By comparing the growth of bacteria, the researchers found that the mutants produce indole at a significant cost to themselves. "They don't grow as well as they could, because they’re producing indole for everybody else," Collins says.
This altruistic behavior—which appears in species throughout the animal kingdom, including humans—presents a well-known paradox for evolutionary biologists: if evolution favors the fittest, why would an individual sacrifice its own fitness for the rest of the group?
Collins's findings bolster the 'kin selection' theory—formalized in the 1960s by the British evolutionary biologist W.D. Hamilton—that says that organisms may behave altruistically toward others that share their genes. So even if altruistic behavior prevents an individual from surviving to pass its own genes on to future generations, others in the population can fulfill that evolutionary role. In this case, the E. coli were from the same population, so by producing indole, the resistant mutants were protecting their own gene pool.
Though the study may make waves in the evolutionary biology field, Collins thinks its implications are most pertinent for public health. The researchers confirmed that the same population-wide protection occurs when bugs are exposed to other kinds of antibiotics. What's more, many types of bacteria produce indole, suggesting that a similar cooperative process may happen in a host of bacterial species.

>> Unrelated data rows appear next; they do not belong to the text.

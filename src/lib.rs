//! `clientapi` is a base library for thin REST API clients.
//!
//! - [`ClientApi::execute_request`] runs one call through a [`Session`]
//! - [`parse`] turns a response into a typed value, optionally through the
//!   [`responses::Entity`] / [`responses::Collection`] envelopes
//! - [`sessions`] builds sessions with bearer, shared-secret, basic or custom auth
//! - every failure is a [`ClientError`] exposing a stable `{code, detail, source}`

pub mod auth;
mod client;
mod error;
mod options;
mod parser;
pub mod responses;
pub mod sessions;
mod types;

#[cfg(feature = "mock")]
pub mod mock;

pub use client::ClientApi;
pub use error::{
    ClientError, ErrorContent, ExtractionError, FieldError, HttpError, HttpFailure,
    ValidationError, ValidationFailure,
};
pub use options::SessionOptions;
pub use parser::{parse, parse_slice};
pub use reqwest::{Method, StatusCode};
pub use sessions::Session;
pub use types::{ApiRequest, ContentType, Response};

pub type Result<T> = std::result::Result<T, ClientError>;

Future research on antibiotics might well focus on targeting the indole pathway as a means to block bugs' ability to share resistance, Collins says. More broadly, the work highlights the pressing need for investment in new antibiotic development.
"The chance that we’ll have new and dangerous super bugs emerging is quite high, and I’m worried that our arsenal of antibiotics is dwindling," Collins says. "We have time to respond now, but we need a movement backed by political will to expand antibiotic research and development."